Alitt is an English man and it does come across and in the interests of Academic purity, I can forgive the bias he shows at times. Particularly for concluding for us the listeners whether the British Empire was a good or bad thing. He concludes that it was ultimately good. I don't agree or disagree but as an Academic he should have left it up to me to decide.
Otherwise. A heroic effort from a fantastic scholar and educator. Extreme erudition and knowledge. Thank you for your efforts Professor. You have moved me forward in my understanding and appreciation of this thing we call humanity.
"Excellent analysis delivered in an engaging style"
This is a wonderful series of lectures looking at all aspects of the British Empire.

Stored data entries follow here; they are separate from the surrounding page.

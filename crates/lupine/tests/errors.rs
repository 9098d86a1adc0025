use std::rc::Rc;

use lupine::{BridgeConfig, BridgeError, HostError, LuaStatus, MultiValue, Runtime, Stack, Value, smallvec};
use pretty_assertions::assert_eq;

fn expect_runtime(error: BridgeError) -> (LuaStatus, Value, Option<String>) {
    match error {
        BridgeError::Runtime {
            status,
            payload,
            traceback,
        } => (status, payload, traceback),
        other => panic!("expected runtime error, got {other:?}"),
    }
}

fn expect_host_message(error: BridgeError) -> String {
    match error {
        BridgeError::Host { message } => message,
        other => panic!("expected host error, got {other:?}"),
    }
}

#[test]
fn staged_value_reaches_the_interpreter_unchanged() {
    let runtime = Runtime::new().unwrap();
    let fail = runtime
        .create_raw_function(Rc::new(|stack: &Stack<'_>| Err(stack.stage(&Value::from("E")))))
        .unwrap();
    runtime.set_global("fail", fail).unwrap();

    let results = runtime
        .execute("local ok, e = pcall(fail) return ok, e, type(e)", [])
        .unwrap();
    assert_eq!(
        results.as_slice(),
        &[Value::Boolean(false), Value::from("E"), Value::from("string")]
    );
}

#[test]
fn raised_tables_keep_their_identity() {
    let runtime = Runtime::new().unwrap();
    let payload = runtime.table_from([("code", Value::Integer(7))]).unwrap();
    runtime.set_global("payload", payload.clone()).unwrap();

    let thrower = runtime
        .create_function(|lua, _| Err(BridgeError::raise(lua.get_global("payload")?)))
        .unwrap();
    runtime.set_global("thrower", thrower).unwrap();
    let same = runtime
        .eval("select(2, pcall(thrower)) == payload")
        .unwrap();
    assert_eq!(same, Value::Boolean(true));

    let error = runtime.execute("error(payload)", []).unwrap_err();
    let (status, raised, _) = expect_runtime(error);
    assert_eq!(status, LuaStatus::ErrRun);
    assert_eq!(raised, Value::Table(payload));
}

#[test]
fn interpreter_errors_carry_message_and_traceback() {
    let runtime = Runtime::new().unwrap();
    let error = runtime
        .execute("local function inner() error('boom') end inner()", [])
        .unwrap_err();
    assert_eq!(error.to_string(), "lupine:1: boom");
    let (status, payload, traceback) = expect_runtime(error);
    assert_eq!(status, LuaStatus::ErrRun);
    assert_eq!(payload, Value::from("lupine:1: boom"));
    let traceback = traceback.unwrap();
    assert!(traceback.contains("stack traceback:"), "{traceback}");
    assert!(traceback.contains("inner"), "{traceback}");
}

#[test]
fn traceback_capture_can_be_disabled() {
    let runtime = Runtime::with_config(BridgeConfig::new().capture_traceback(false)).unwrap();
    let error = runtime.execute("error('plain')", []).unwrap_err();
    assert_eq!(error.traceback(), None);
    assert_eq!(error.payload(), Some(&Value::from("lupine:1: plain")));
}

#[test]
fn host_errors_round_trip_through_the_interpreter() {
    let runtime = Runtime::new().unwrap();
    let refuse = runtime
        .create_function(|_, _| Err(BridgeError::host("refused")))
        .unwrap();
    runtime.set_global("refuse", refuse).unwrap();

    let seen = runtime
        .execute("local ok, e = pcall(refuse) return tostring(e), e.message", [])
        .unwrap();
    assert_eq!(seen.as_slice(), &[Value::from("refused"), Value::from("refused")]);

    let error = runtime.execute("refuse()", []).unwrap_err();
    assert_eq!(expect_host_message(error), "refused");
}

#[test]
fn host_errors_rethrown_by_scripts_stay_host_errors() {
    let runtime = Runtime::new().unwrap();
    let refuse = runtime
        .create_function(|_, _| Err(BridgeError::host("refused")))
        .unwrap();
    runtime.set_global("refuse", refuse).unwrap();

    let error = runtime
        .execute("local ok, e = pcall(refuse) error(e)", [])
        .unwrap_err();
    assert_eq!(expect_host_message(error), "refused");
}

#[test]
fn errors_pass_through_nested_host_and_script_frames() {
    let runtime = Runtime::new().unwrap();
    let call = runtime
        .create_function(|_, args| match args.first() {
            Some(Value::Function(function)) => function.call([]),
            _ => Err(BridgeError::host("expected a function")),
        })
        .unwrap();
    runtime.set_global("call", call).unwrap();

    let error = runtime
        .execute("call(function() error({ tag = 'inner' }) end)", [])
        .unwrap_err();
    let (_, payload, _) = expect_runtime(error);
    let Value::Table(table) = payload else {
        panic!("expected table payload, got {payload:?}");
    };
    assert_eq!(table.get("tag").unwrap(), Value::from("inner"));
}

#[test]
fn host_errors_are_visible_as_payloads() {
    let runtime = Runtime::new().unwrap();
    let refuse = runtime
        .create_function(|_, _| Err(BridgeError::host("refused")))
        .unwrap();
    runtime.set_global("refuse", refuse).unwrap();

    let payload = runtime.eval("select(2, pcall(refuse))").unwrap();
    let error = payload.downcast_host::<HostError>().unwrap();
    assert_eq!(error.error().to_string(), "refused");
}

#[test]
fn syntax_errors_are_reported_without_running() {
    let runtime = Runtime::new().unwrap();
    let error = runtime.execute("return (", []).unwrap_err();
    assert_eq!(error.status(), Some(LuaStatus::ErrSyntax));
    let BridgeError::Syntax { message } = error else {
        panic!("expected syntax error");
    };
    assert!(message.starts_with("lupine:1:"), "{message}");
}

#[test]
fn handler_panics_become_interpreter_errors() {
    let runtime = Runtime::new().unwrap();
    let explode = runtime
        .create_function(|_, _| -> Result<MultiValue, BridgeError> { panic!("kaboom") })
        .unwrap();
    runtime.set_global("explode", explode).unwrap();

    let message = runtime
        .eval("select(2, pcall(explode)).message")
        .unwrap();
    assert_eq!(message, Value::from("host handler panicked: kaboom"));

    // the interpreter stays usable
    assert_eq!(runtime.eval("40 + 2").unwrap(), Value::Integer(42));
}

#[test]
fn handlers_return_multiple_values() {
    let runtime = Runtime::new().unwrap();
    let pair = runtime
        .create_function(|_, _| Ok(smallvec![Value::Integer(1), Value::from("two")]))
        .unwrap();
    runtime.set_global("pair", pair).unwrap();
    let results = runtime
        .execute("local a, b = pair() return b, a", [])
        .unwrap();
    assert_eq!(results.as_slice(), &[Value::from("two"), Value::Integer(1)]);
}

#[test]
fn overreported_result_counts_are_errors() {
    let runtime = Runtime::new().unwrap();
    let liar = runtime
        .create_raw_function(Rc::new(|stack: &Stack<'_>| Ok(stack.top() + 5)))
        .unwrap();
    let error = liar.call([Value::Integer(1)]).unwrap_err();
    assert_eq!(
        expect_host_message(error),
        "handler reported 6 results with 1 values on the stack"
    );
}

I thought this was generally well-balanced, comprehensive and clear. I enjoyed the whole thing but among the more original ingredients, the cultural lectures -e.g. On Cricket and. Literature - stood out as fresh and different. I also liked the quotes from other historian's too. Some of is already out of date in our new Brexit phase. Professor Allit does a good job spotting the importance of pluralism in modern Britain, but doesn't anticipate its ability to break Britain's European future in this lectures series. I enjoyed this lecture series.
"Bite-sized, fascinating journeys"
The granular, bite-sized structure of the lectures makes a vast, complicated topic easy to listen to and cogitate. Prof Allitt's delivery is excellent throughout and really enhances this fantastically interesting course.
"The story of the British Empire"
This was by and large time well spent listening to the story of the British Empire.
This is another of the consistently excellent Great Courses series and very much follows that format.
I would. He is a little stilted, and clearly reading from a precise script, which means it can be a little wooden in delivery. He also sounds exactly like Steve Coogan's comedy creation Alan Partridge which can be very disconcerting. That's not his fault, clearly, but it does alter the way I listened to this.
No, this is a series of lecture rather than a novel.
Great content. Fascinating period. A bit Mid Morning Matters with Alan Partridge in delivery style.
this was a loooong read/listen. I have only a slight interest in history and maybe this is why I found these lectures tedious. there is no doubt a wealth of information, maybe too much at times. I've no doubt that this would serve as a fantastic source for a history student, for their revision on the subject, but not in audio format. These lectures, I felt, where more of a revision of previous knowledge than lessons in their selves. this is not to say I learned nothing, far from it, it's just that I found my attention slipping on many occasions and so struggled to absorb some of the content. definately a marathon.